CC: Right now the next project—we shot a trailer for it, got some people together; the script is in it’s third or fourth revision. We’ll continue looking at that, tweaking it, getting it to where it needs to be over this next year and a half because right now I don’t really have the time to do anything with it. It’s going to be awesome. I’m extremely excited about it. Like I said before, the more time you get to spend on a topic, the more ways you can think to improve. So I’m proud of where it’s at right now but I believe that a year from now this project and script will be in a place that’s completely and totally on another level.
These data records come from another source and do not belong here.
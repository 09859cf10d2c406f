//! Error types surfaced to callers of the bridge server.

use shared::ProtocolError;

#[derive(Debug, thiserror::Error)]
pub enum BridgeError {
    #[error("failed to bind port {port}: {source}")]
    Bind {
        port: u16,
        #[source]
        source: std::io::Error,
    },

    #[error("failed to build network runtime: {0}")]
    Runtime(#[source] std::io::Error),

    #[error("failed to spawn network thread: {0}")]
    Spawn(#[source] std::io::Error),

    #[error("no client connected")]
    NotConnected,

    #[error("write failed: {0}")]
    Write(#[source] std::io::Error),

    #[error("write timed out")]
    WriteTimeout,

    #[error(transparent)]
    Protocol(#[from] ProtocolError),
}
AVC: “Retribution” took months of preparation, right?

CC: That was a long, long project right there. Unfortunately there were not a ton of re-writes—it was kind of a run-and-gun shoot. But on this next film I want to do it right. I want to put something out there that is a product that I can be proud of and that hopefully will propel everyone involved closer to the kind of career that they want to have when in regards to film production. So it’s going to be sometime down the road, but the longer time that’s spent I believe that the project will grow and get better.

AVC: Your off-field interests, your character, and your athleticism will all play a part in how NFL teams view you as a prospect. You had a phenomenal performance at the NFL Scouting Combine but teams may have hoped for more production during your career. How important are all of these things in terms of your draft stock?

CC: All of those things come together. Ultimately it’s about how you play football—it’s about how you play football in between the lines when the whistle blows. That’s really what you’re preparing for at the next level. Obviously you want to see someone’s athleticism and if something was missed when you watched film. It’s a combination of all three of those things: athleticism, the way someone carries themselves, and what they do when that whistle blows.

AVC: Is there any receiver in the NFL that you try to model yourself after?

CC: I mean there’s a couple of guys that I watch… I think that it’s always good to watch other people who’ve been there, done that, and to emulate parts of their game. I like to see guys like Calvin Johnson with his explosiveness. The way that A.J. Green can torque and catch a ball. The football IQ of someone like Anquan Boldin or Reggie Wayne. Those things are something that you like to watch and emulate.

A lot of people say, “Do you want to be the next so-and-so?” and I tell them, “No, I want to be the first Chris Conley.”